FESSENHEIM: An operation to switch off France’s oldest nuclear plant got under way on Monday, ending four decades of output that built the local economy but also attracted cross-border controversy.
The second and last reactor of the plant at Fessenheim in the east of France — opened in 1977 and three years over its projected 40-year life span — should go offline shortly before midnight, said state-owned power company EDF.
The procedure to finally shutter the plant, four months after the first reactor was taken offline, started hours earlier than scheduled, and will be followed in the coming months and years by the dismantling of the site.
Its closure will be welcomed by anti-nuclear campaigners who for years warned of contamination risks, particularly after the catastrophic meltdown at Fukushima in Japan in 2011.
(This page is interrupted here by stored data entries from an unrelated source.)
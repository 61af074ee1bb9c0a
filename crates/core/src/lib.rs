pub mod chunking;
pub mod clients;
pub mod composer;
pub mod error;
pub mod extractor;
pub mod ingest;
pub mod models;
pub mod pipeline;
pub mod retriever;
pub mod store;
pub mod traits;

#[cfg(any(test, feature = "test-util"))]
pub mod test_util;

pub use chunking::{build_chunks, normalize_whitespace, split_text};
pub use clients::{GeminiChatModel, GeminiEmbedder, SarvamSpeech, SarvamTranslator};
pub use composer::{build_context, AnswerComposer, FALLBACK_ANSWER, SYSTEM_PROMPT};
pub use error::{
    EmbeddingServiceError, GenerationError, LoadError, PipelineError, SpeechServiceError,
    TranslationServiceError,
};
pub use extractor::{extract_page_texts, PageText, PdfExtractor};
pub use ingest::{build_document_fingerprint, digest_file, ingest_document_chunks};
pub use models::{
    ChunkingOptions, DocChunk, DocumentFingerprint, IndexRecord, RetrievedChunk, TtsOptions,
    VoiceAnswer, DEFAULT_TOP_K, WORKING_LANGUAGE,
};
pub use pipeline::{QaPipeline, VoicePipeline};
pub use retriever::Retriever;
pub use store::{cosine_similarity, DiskVectorStore};
pub use traits::{ChatModel, Embedder, SpeechSynthesizer, Translator, VectorIndex};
Then-president Francois Hollande pledged months after Fukushima to close Fessenheim — on the Rhine river near France’s eastern border with Germany and Switzerland — but it was not until 2018 that his successor Emmanuel Macron gave the final green light.
After its disconnection from the grid on Monday, it will be several months before Fessenheim’s reactors have cooled enough for the used fuel to be removed.
That process should be completed by 2023, and the plant is not expected to be fully dismantled before 2040 at the earliest.
The closure threatens the livelihoods of the tiny Alsatian community of 2,500 inhabitants.